— Господин Нойбауэр, — говорит он, — если так пойдёт дальше, я вижу будущее в мрачном свете. Как англичанин я не смогу больше стартовать за немецкую фирму. Не при этих обстоятельствах.
— Мой дорогой Дик, — говорю я, — какое отношение имеет спорт к политике?
— Боюсь, что большее, чем нам обоим этого бы хотелось. Вы что, уже забыли этот спектакль во время последней автомобильной выставки в Берлине?

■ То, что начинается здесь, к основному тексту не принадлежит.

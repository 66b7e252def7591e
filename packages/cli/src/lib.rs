//! # databag-cli
//!
//! A command-line front end for data bags.
//!
//! JSON files are read as layers and deep-merged in the order given, later
//! files overriding earlier ones on leaves. The merged bag can then be
//! printed, queried, or edited by dotted namespace.
//!
//! ## Usage
//!
//! ```bash
//! # Print the merged document
//! databag merge -f defaults.json -f site.json
//!
//! # Query one value
//! databag get server.port -f defaults.json -f site.json
//!
//! # Override a value on top of the layers
//! databag set server.tls.enabled true -f defaults.json
//!
//! # Flatten to name = value lines
//! databag leaves -f defaults.json --separator /
//! ```
//!
//! Set `RUST_LOG=debug` to see each layer as it is loaded.

pub mod commands;
pub mod error;
pub mod layers;

pub use commands::{run, Cli, Command};
pub use error::CliError;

Конечно же, я не забыл. Как нам и нашим машинам было велено прибыть к государственной канцелярии, как мы должны были, к удовольствию Гитлера, заставить взвывать компрессоры–пока не начал крошиться мрамор со стен. И все остальное, что бывает на подобных мероприятиях: пожать руку Фюреру, преданно смотря в его истинно арийские голубые глаза, затем в свите Гитлера
проехать с флагами и оркестром по Ост–Вест–Ахсе (прим.: проспект в довоенном Берлине) к выставочным павильонам возле радиобашни. Я чувствовал себя тогда как цирковой клоун и было немного стыдно перед Диком, нашим англичанином.
— Да, — вздыхаю я, — это был большой балаган.
— Большое шоу, — говорит Дик, — Голливуду не удалось бы поставить лучшего. У меня до сих пор звучат в ушах слова Гитлера о смелых гонщиках, которые рискуют жизнью не из простой любви к спорту, а во славу Германии!
— Гитлер много чего говорит…, — ворчу я, — не надо все воспринимать буквально.
— Конечно, — Дик зло улыбается, — в сентябре он говорил, что у него больше нет территориальных притязаний в Европе. А шесть месяцев спустя он проглотил Чехословакию и Мемельскую область. Для меня ясно одно: когда господин Гитлер открывает рот, он лжет.
У меня на лбу выступил пот. К счастью мы одни. А моя секретарша, Хайнце, в такие моменты всегда теряет слух.
— Дик, мальчик мой, Ваше мнение делает Вам честь. Но пожалуйста, оставьте его при себе. Вы еще договоритесь до того, что лишите меня лучшего гонщика, а себя
– головы.
— Я — англичанин, — холодно говорит он, — я говорю, что думаю. И в ярости уходит.
[…]
У меня в 1939 году полно забот и без политики. План–график гоняет меня вдоль и поперек Европы. Начался гоночный сезон.
8–го апреля: Гран При По во Франции. Победителя зовут Херманн Ланг. Дик не стартовал.
7–го мая: Гран При Триполи. Дик с нами не поехал. В нашем распоряжении только две машины, который достались опытным Лангу и Карачиолле. Ланг побеждает.
21–го мая: Айфельская гонка ADAC. На этот раз Дик участвует. Он честолюбив. Год назад он выиграл здесь свой первый Гран При… и любовь Эрики заодно. Здесь он хочет доказать, на что он способен.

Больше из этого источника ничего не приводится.